The carboxyl terminal sequence of nucleolar protein B23.1 is important in its DNA polymerase alpha-stimulatory activity.

Abstract:

The protein B23 is a major nucleolar phosphoprotein comprising two isoforms, B23.1 and B23.2, which differ only in their carboxyl-terminal short sequences, the N-terminal 255 residues being identical in both forms. Both B23.1 and B23.2 stimulated immunoaffinity-purified calf thymus DNA polymerase alpha in a dose-dependent manner. The stimulatory effect of protein B23.1, the longer isoform, was found to be 2-fold greater than that of B23.2. Purified DNA polymerase alpha bound tightly to a protein B23.1-immobilized column, while it bound weakly to a protein B23.2-immobilized column. Surface plasmon resonance studies by BIAcore further showed that protein B23.1 bound to the DNA polymerase alpha-(dA).(dT) complex more tightly than did protein B23.2. The protein B23 isoforms appear to interact directly with the DNA polymerase alpha protein and not through the bound nucleic acid.
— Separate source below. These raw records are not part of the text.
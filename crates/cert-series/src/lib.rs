#![deny(missing_docs)]
#![doc = "Ball-coefficient power series and rigorous evaluation of sin/cos of a power series."]

/// Series container with ball coefficients.
pub mod poly;
/// Sine and cosine of a power series.
pub mod sin_cos;

pub use poly::ArbPoly;
pub use sin_cos::{
    cos_series, sin_cos_pi_series, sin_cos_series, sin_cos_series_basecase, sin_cos_series_into,
    sin_series, SinCosWorkspace,
};
//! Doubling then bisection search for the smallest parameter whose error
//! bound meets a tolerance.

use cert_core::errors::{CertError, ErrorInfo};
use cert_core::Mag;
use serde::{Deserialize, Serialize};
use tracing::{debug, trace, warn};

use crate::estimator::BoundEstimator;

fn internal_error(code: &str, message: impl Into<String>) -> CertError {
    CertError::Internal(ErrorInfo::new(code, message.into()))
}

fn config_error(code: &str, message: impl Into<String>) -> CertError {
    CertError::Config(ErrorInfo::new(code, message.into()))
}

fn default_start() -> u64 {
    2
}

fn default_limit() -> u64 {
    u64::MAX / 4
}

fn default_window() -> u64 {
    4
}

/// Bracket configuration for [`bracket_search`].
#[derive(Debug, Clone, Copy, PartialEq, Eq, Serialize, Deserialize)]
pub struct SearchLimits {
    /// First parameter evaluated. The implicit lower bracket is `start / 2`.
    #[serde(default = "default_start")]
    pub start: u64,
    /// Doubling stops with a failure once the upper bracket exceeds this.
    #[serde(default = "default_limit")]
    pub limit: u64,
    /// Bisection stops once `high - low` is at most this width.
    #[serde(default = "default_window")]
    pub window: u64,
}

impl Default for SearchLimits {
    fn default() -> Self {
        Self {
            start: default_start(),
            limit: default_limit(),
            window: default_window(),
        }
    }
}

impl SearchLimits {
    /// Default start and window with an explicit limit.
    pub fn with_limit(limit: u64) -> Self {
        Self {
            limit,
            ..Self::default()
        }
    }

    fn validate(&self) -> Result<(), CertError> {
        if self.start == 0 {
            return Err(config_error("zero-start", "search must start above zero"));
        }
        if self.window == 0 {
            return Err(config_error(
                "zero-window",
                "bisection window must be at least one",
            ));
        }
        Ok(())
    }
}

/// Result of a successful [`bracket_search`].
#[derive(Debug, Clone, Copy, PartialEq, Eq, Serialize, Deserialize)]
pub struct SearchOutcome {
    /// Smallest parameter found whose bound meets the tolerance.
    pub param: u64,
    /// Bound reported by the estimator at `param`; never above the tolerance.
    pub bound: Mag,
    /// Final lower bracket. Every evaluated parameter at or below it failed.
    pub low: u64,
    /// Number of estimator calls made.
    pub evaluations: u64,
}

fn evaluate_at<E>(estimator: &E, param: u64, evaluations: &mut u64) -> Result<Mag, CertError>
where
    E: BoundEstimator + ?Sized,
{
    *evaluations += 1;
    let bound = estimator.estimate(param)?;
    trace!(param, %bound, "search evaluation");
    Ok(bound)
}

/// Finds a parameter `n` with `estimator.estimate(n) <= tol`.
///
/// Evaluates `start`, doubles while the bound exceeds `tol`, then bisects the
/// bracket `(low, high]` until it is at most `window` wide. The number of
/// estimator calls is logarithmic in the returned parameter. An infinite
/// estimate counts as a miss; an estimator error aborts the search.
///
/// Fails with a `Search` error when the upper bracket passes `limit`
/// without meeting the tolerance, and with an `Internal` error if doubling
/// would overflow `u64`.
pub fn bracket_search<E>(
    estimator: &E,
    tol: &Mag,
    limits: &SearchLimits,
) -> Result<SearchOutcome, CertError>
where
    E: BoundEstimator + ?Sized,
{
    limits.validate()?;
    let mut evaluations = 0u64;
    let mut low = limits.start / 2;
    let mut high = limits.start;
    let mut high_bound = evaluate_at(estimator, high, &mut evaluations)?;

    if high_bound <= *tol {
        debug!(param = high, %high_bound, "tolerance met at first evaluation");
        return Ok(SearchOutcome {
            param: high,
            bound: high_bound,
            low,
            evaluations,
        });
    }

    while high_bound > *tol {
        if high > limits.limit {
            warn!(high, limit = limits.limit, %high_bound, %tol, "search limit exhausted");
            return Err(CertError::Search(
                ErrorInfo::new(
                    "tolerance-unreachable",
                    "no parameter within the search limit meets the tolerance",
                )
                .with_context("limit", limits.limit)
                .with_context("last_param", high)
                .with_context("last_bound", high_bound)
                .with_context("tolerance", tol)
                .with_hint("raise the working precision or the search limit"),
            ));
        }
        low = high;
        high = high.checked_mul(2).ok_or_else(|| {
            internal_error("search-overflow", format!("doubling {low} overflows u64"))
        })?;
        high_bound = evaluate_at(estimator, high, &mut evaluations)?;
        debug!(low, high, %high_bound, "bracket doubled");
    }

    while high - low > limits.window {
        let mid = low + (high - low) / 2;
        let mid_bound = evaluate_at(estimator, mid, &mut evaluations)?;
        if mid_bound <= *tol {
            high = mid;
            high_bound = mid_bound;
        } else {
            low = mid;
        }
    }

    debug!(param = high, low, evaluations, %high_bound, "search converged");
    Ok(SearchOutcome {
        param: high,
        bound: high_bound,
        low,
        evaluations,
    })
}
These observations indicated that protein B23 physically bound to the DNA polymerase alpha and stimulated the enzyme activity. Product analyses showed that protein B23 greatly enhanced the reaction both in amount and length of product DNA, whereas it did not significantly alter the processivity of polymerization. In contrast, protein B23 effectively protected DNA polymerase alpha from heat inactivation. These results suggest that protein B23 stabilizes DNA polymerase alpha that is detached from product DNA, allowing the enzyme to be recruited for further elongation. Moreover, experiments using various C-terminal deletion mutants of protein B23 indicated that 12 amino acids at the C-terminal end of B23.1, which are absent in B23.2, may be essential for the full stimulation of the DNA polymerase alpha.